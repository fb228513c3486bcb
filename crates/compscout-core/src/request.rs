use std::path::Path;

use serde::{Deserialize, Serialize};

use crate::error::{ConfigError, RequestError};

/// What to collect competitive signal for.
#[derive(Debug, Clone, PartialEq, Eq, Serialize, Deserialize)]
pub struct CollectionRequest {
    pub search_keyword: String,
    #[serde(default)]
    pub main_keyword: Option<String>,
    pub selected_title: String,
    pub content_type: String,
    #[serde(default)]
    pub review_type: Option<String>,
    #[serde(default)]
    pub sub_keywords: Vec<String>,
}

impl CollectionRequest {
    #[must_use]
    pub fn new(
        search_keyword: impl Into<String>,
        selected_title: impl Into<String>,
        content_type: impl Into<String>,
    ) -> Self {
        Self {
            search_keyword: search_keyword.into(),
            main_keyword: None,
            selected_title: selected_title.into(),
            content_type: content_type.into(),
            review_type: None,
            sub_keywords: Vec::new(),
        }
    }

    /// The main keyword, falling back to the search keyword when unset or blank.
    #[must_use]
    pub fn main_keyword(&self) -> &str {
        self.main_keyword
            .as_deref()
            .map(str::trim)
            .filter(|k| !k.is_empty())
            .unwrap_or(self.search_keyword.trim())
    }

    /// Check that the request carries enough to run a collection.
    ///
    /// # Errors
    ///
    /// Returns the first [`RequestError`] found.
    pub fn validate(&self) -> Result<(), RequestError> {
        if self.search_keyword.trim().is_empty() {
            return Err(RequestError::EmptySearchKeyword);
        }
        if self.selected_title.trim().is_empty() {
            return Err(RequestError::EmptyTitle);
        }
        if self.content_type.trim().is_empty() {
            return Err(RequestError::EmptyContentType);
        }
        if let Some(pos) = self.sub_keywords.iter().position(|k| k.trim().is_empty()) {
            return Err(RequestError::BlankSubKeyword(pos));
        }
        Ok(())
    }
}

/// Load and validate a collection request from a YAML file.
///
/// # Errors
///
/// Returns `ConfigError` if the file cannot be read, parsed, or fails validation.
pub fn load_request(path: &Path) -> Result<CollectionRequest, ConfigError> {
    let content = std::fs::read_to_string(path).map_err(|e| ConfigError::RequestFileIo {
        path: path.display().to_string(),
        source: e,
    })?;
    parse_request(&content)
}

fn parse_request(content: &str) -> Result<CollectionRequest, ConfigError> {
    let request: CollectionRequest = serde_yaml::from_str(content)?;
    request.validate()?;
    Ok(request)
}

#[cfg(test)]
mod tests {
    use super::*;

    #[test]
    fn main_keyword_defaults_to_search_keyword() {
        let request = CollectionRequest::new("hemp soda", "Best hemp sodas", "review");
        assert_eq!(request.main_keyword(), "hemp soda");
    }

    #[test]
    fn blank_main_keyword_defaults_to_search_keyword() {
        let mut request = CollectionRequest::new("hemp soda", "Best hemp sodas", "review");
        request.main_keyword = Some("   ".to_string());
        assert_eq!(request.main_keyword(), "hemp soda");
    }

    #[test]
    fn explicit_main_keyword_wins() {
        let mut request = CollectionRequest::new("hemp soda review", "t", "review");
        request.main_keyword = Some("hemp soda".to_string());
        assert_eq!(request.main_keyword(), "hemp soda");
    }

    #[test]
    fn parse_request_reads_optional_fields() {
        let yaml = r"
search_keyword: camping chair review
main_keyword: camping chair
selected_title: The 5 camping chairs worth buying
content_type: review
review_type: comparison
sub_keywords:
  - lightweight
  - budget
";
        let request = parse_request(yaml).expect("valid request");
        assert_eq!(request.main_keyword(), "camping chair");
        assert_eq!(request.review_type.as_deref(), Some("comparison"));
        assert_eq!(request.sub_keywords.len(), 2);
    }

    #[test]
    fn parse_request_rejects_empty_title() {
        let yaml = "search_keyword: chairs\nselected_title: ' '\ncontent_type: review\n";
        let err = parse_request(yaml).unwrap_err();
        assert!(
            matches!(err, ConfigError::InvalidRequest(RequestError::EmptyTitle)),
            "expected EmptyTitle, got: {err:?}"
        );
    }

    #[test]
    fn validate_flags_blank_sub_keyword_position() {
        let mut request = CollectionRequest::new("chairs", "title", "review");
        request.sub_keywords = vec!["ok".to_string(), String::new()];
        assert_eq!(request.validate(), Err(RequestError::BlankSubKeyword(1)));
    }

    #[test]
    fn load_request_reports_missing_file() {
        let err = load_request(Path::new("/nonexistent/request.yaml")).unwrap_err();
        assert!(matches!(err, ConfigError::RequestFileIo { .. }));
    }
}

★ ★ ★ ★ ★ ★ ★

Your answer should be the full set of records above, restated exactly.

repository fb228513c3486bcb
filename crates/compscout-core/src/request.rs
use std::path::Path;

use serde::{Deserialize, Serialize};

use crate::error::{ConfigError, RequestError};

/// What to collect competitive signal for.
#[derive(Debug, Clone, PartialEq, Eq, Serialize, Deserialize)]
pub struct CollectionRequest {
    pub search_keyword: String,
    #[serde(default)]
    pub main_keyword: Option<String>,
    pub selected_title: String,
    pub content_type: String,
    #[serde(default)]
    pub review_type: Option<String>,
    #[serde(default)]
    pub sub_keywords: Vec<String>,
}

impl CollectionRequest {
    #[must_use]
    pub fn new(
        search_keyword: impl Into<String>,
        selected_title: impl Into<String>,
        content_type: impl Into<String>,
    ) -> Self {
        Self {
            search_keyword: search_keyword.into(),
            main_keyword: None,
            selected_title: selected_title.into(),
            content_type: content_type.into(),
            review_type: None,
            sub_keywords: Vec::new(),
        }
    }

    /// The main keyword, falling back to the search keyword when unset or blank.
    #[must_use]
    pub fn main_keyword(&self) -> &str {
        self.main_keyword
            .as_deref()
            .map(str::trim)
            .filter(|k| !k.is_empty())
            .unwrap_or(self.search_keyword.trim())
    }

    /// Check that the request carries enough to run a collection.
    ///
    /// # Errors
    ///
    /// Returns the first [`RequestError`] found.
    pub fn validate(&self) -> Result<(), RequestError> {
        if self.search_keyword.trim().is_empty() {
            return Err(RequestError::EmptySearchKeyword);
        }
        if self.selected_title.trim().is_empty() {
            return Err(RequestError::EmptyTitle);
        }
        if self.content_type.trim().is_empty() {
            return Err(RequestError::EmptyContentType);
        }
        if let Some(pos) = self.sub_keywords.iter().position(|k| k.trim().is_empty()) {
            return Err(RequestError::BlankSubKeyword(pos));
        }
        Ok(())
    }
}

/// Load and validate a collection request from a YAML file.
///
/// # Errors
///
/// Returns `ConfigError` if the file cannot be read, parsed, or fails validation.
pub fn load_request(path: &Path) -> Result<CollectionRequest, ConfigError> {
    let content = std::fs::read_to_string(path).map_err(|e| ConfigError::RequestFileIo {
        path: path.display().to_string(),
        source: e,
    })?;
    parse_request(&content)
}

fn parse_request(content: &str) -> Result<CollectionRequest, ConfigError> {
    let request: CollectionRequest = serde_yaml::from_str(content)?;
    request.validate()?;
    Ok(request)
}

#[cfg(test)]
mod tests {
    use super::*;

    #[test]
    fn main_keyword_defaults_to_search_keyword() {
        let request = CollectionRequest::new("hemp soda", "Best hemp sodas", "review");
        assert_eq!(request.main_keyword(), "hemp soda");
    }

    #[test]
    fn blank_main_keyword_defaults_to_search_keyword() {
        let mut request = CollectionRequest::new("hemp soda", "Best hemp sodas", "review");
        request.main_keyword = Some("   ".to_string());
        assert_eq!(request.main_keyword(), "hemp soda");
    }

    #[test]
    fn explicit_main_keyword_wins() {
        let mut request = CollectionRequest::new("hemp soda review", "t", "review");
        request.main_keyword = Some("hemp soda".to_string());
        assert_eq!(request.main_keyword(), "hemp soda");
    }

    #[test]
    fn parse_request_reads_optional_fields() {
        let yaml = r"
search_keyword: camping chair review
main_keyword: camping chair
selected_title: The 5 camping chairs worth buying
content_type: review
review_type: comparison
sub_keywords:
  - lightweight
  - budget
";
        let request = parse_request(yaml).expect("valid request");
        assert_eq!(request.main_keyword(), "camping chair");
        assert_eq!(request.review_type.as_deref(), Some("comparison"));
        assert_eq!(request.sub_keywords.len(), 2);
    }

    #[test]
    fn parse_request_rejects_empty_title() {
        let yaml = "search_keyword: chairs\nselected_title: ' '\ncontent_type: review\n";
        let err = parse_request(yaml).unwrap_err();
        assert!(
            matches!(err, ConfigError::InvalidRequest(RequestError::EmptyTitle)),
            "expected EmptyTitle, got: {err:?}"
        );
    }

    #[test]
    fn validate_flags_blank_sub_keyword_position() {
        let mut request = CollectionRequest::new("chairs", "title", "review");
        request.sub_keywords = vec!["ok".to_string(), String::new()];
        assert_eq!(request.validate(), Err(RequestError::BlankSubKeyword(1)));
    }

    #[test]
    fn load_request_reports_missing_file() {
        let err = load_request(Path::new("/nonexistent/request.yaml")).unwrap_err();
        assert!(matches!(err, ConfigError::RequestFileIo { .. }));
    }
}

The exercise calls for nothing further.